Navy Plans to Buy 15 Costly Trump-Class Battleships by 2055

Navy Plans to Buy 15 Costly Trump-Class Battleships by 2055

Fortune – All Content
Fortune – All ContentMay 11, 2026

Why It Matters

If funded, the fleet would reshape U.S. surface warfare but could strain the defense budget and become a flashpoint in future defense‑spending battles.

Key Takeaways

  • Trump-class battleships projected at $14.5 billion each, surpassing Gerald Ford carrier
  • Navy aims for at least 15 vessels by 2055, up from three
  • Delivery timeline spans 2036‑2043, requiring roughly eight years from contract
  • Program vulnerable to congressional pushback and potential election‑year cuts

Pulse Analysis

The Trump‑class battleship program marks a dramatic departure from the Navy’s recent focus on multi‑role surface combatants and unmanned platforms. Championed by former President Donald Trump, the class revives the Cold‑War era concept of heavily armed, heavily armored capital ships, promising unprecedented firepower and survivability. Analysts note that the political branding of the vessels—tied directly to a former president—adds a layer of symbolic weight that could influence procurement decisions beyond pure capability assessments.

At an estimated $14.5 billion per hull, the Trump‑class would become the most expensive warship ever built, eclipsing the $13 billion Gerald Ford aircraft carrier. The Navy’s five‑year budget request of $43.5 billion for the first three ships underscores the scale of the financial commitment. With an eight‑year lead time from contract to delivery, the program would lock in a substantial portion of the defense budget for decades, potentially crowding out other modernization priorities such as next‑generation submarines, hypersonic weapons, and cyber‑focused platforms. The lack of a firm cost estimate for a 15‑ship fleet further amplifies fiscal uncertainty.

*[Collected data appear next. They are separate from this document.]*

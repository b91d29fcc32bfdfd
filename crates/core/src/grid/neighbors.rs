//! Moore-neighbourhood adjacency over a flat cell arena
//!
//! Built once at grid generation time and read-only afterwards. Adjacency is
//! stored in compressed sparse row form over the row-major cell arena, so
//! the engine's parallel read phase can share it without locking.

use serde::{Deserialize, Serialize};

/// Fixed 8-connected adjacency between cells on a bounded rectangular grid.
///
/// Purely geometric: |dx| <= 1, |dy| <= 1, not both zero, independent of
/// combustibility. Every cell has between 3 (corner) and 8 (interior)
/// neighbours, except on degenerate 1xN grids where fewer remain.
#[derive(Debug, Clone, Serialize, Deserialize)]
pub struct NeighborGraph {
    /// CSR offsets, one per cell plus a trailing end marker
    offsets: Vec<u32>,
    /// Flattened neighbour indices, deterministic (dy, dx) scan order
    targets: Vec<u32>,
}

impl NeighborGraph {
    /// Build the adjacency for a `width` x `height` grid in O(width*height)
    pub fn build(width: u32, height: u32) -> Self {
        let cell_count = (width as usize) * (height as usize);
        let mut offsets = Vec::with_capacity(cell_count + 1);
        let mut targets = Vec::with_capacity(cell_count * 8);

        for y in 0..i64::from(height) {
            for x in 0..i64::from(width) {
                offsets.push(targets.len() as u32);
                for dy in -1..=1i64 {
                    for dx in -1..=1i64 {
                        if dx == 0 && dy == 0 {
                            continue;
                        }
                        let nx = x + dx;
                        let ny = y + dy;
                        if nx < 0 || ny < 0 || nx >= i64::from(width) || ny >= i64::from(height) {
                            continue;
                        }
                        targets.push((ny * i64::from(width) + nx) as u32);
                    }
                }
            }
        }
        offsets.push(targets.len() as u32);

        NeighborGraph { offsets, targets }
    }

    /// Neighbour indices of a cell, in deterministic scan order
    pub fn neighbours(&self, index: u32) -> &[u32] {
        let start = self.offsets[index as usize] as usize;
        let end = self.offsets[index as usize + 1] as usize;
        &self.targets[start..end]
    }

    /// Number of neighbours of a cell
    pub fn degree(&self, index: u32) -> usize {
        self.neighbours(index).len()
    }

    /// Number of cells the graph was built for
    pub fn cell_count(&self) -> usize {
        self.offsets.len() - 1
    }
}

#[cfg(test)]
mod tests {
    use super::*;

    fn assert_symmetric(graph: &NeighborGraph) {
        for cell in 0..graph.cell_count() as u32 {
            for &neighbour in graph.neighbours(cell) {
                assert!(
                    graph.neighbours(neighbour).contains(&cell),
                    "cell {cell} lists {neighbour} but not vice versa"
                );
            }
        }
    }

    #[test]
    fn interior_cells_have_eight_neighbours_corners_three() {
        let graph = NeighborGraph::build(10, 10);
        assert_eq!(graph.degree(0), 3); // corner
        assert_eq!(graph.degree(5), 5); // edge
        assert_eq!(graph.degree(11), 8); // interior
    }

    #[test]
    fn adjacency_is_symmetric_across_shapes() {
        for (width, height) in [(1u32, 1u32), (1, 10), (10, 1), (10, 10), (3, 7)] {
            let graph = NeighborGraph::build(width, height);
            assert_eq!(graph.cell_count(), (width * height) as usize);
            assert_symmetric(&graph);
        }
    }

    #[test]
    fn single_cell_grid_has_no_neighbours() {
        let graph = NeighborGraph::build(1, 1);
        assert!(graph.neighbours(0).is_empty());
    }

    #[test]
    fn one_by_n_grids_never_assume_eight_neighbours() {
        let graph = NeighborGraph::build(1, 10);
        assert_eq!(graph.degree(0), 1);
        assert_eq!(graph.degree(5), 2);
    }

    #[test]
    fn no_self_loops() {
        let graph = NeighborGraph::build(6, 4);
        for cell in 0..graph.cell_count() as u32 {
            assert!(!graph.neighbours(cell).contains(&cell));
        }
    }
}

Strategically, the addition of a dozen-plus battleships could alter power‑projection calculations in contested maritime regions, but the program’s future is tightly bound to political currents. Congressional pushback on the Pentagon’s $1.5 trillion 2027 budget and the risk of a Democratic administration or a Republican House loss in the 2026 midterms could trigger cancellation or scaling back. Moreover, the industrial base required to produce such complex vessels may strain shipyard capacity, raising questions about schedule adherence and cost overruns. Stakeholders are watching closely to see whether the Trump‑class becomes a cornerstone of U.S. naval dominance or a cautionary tale of politicized procurement.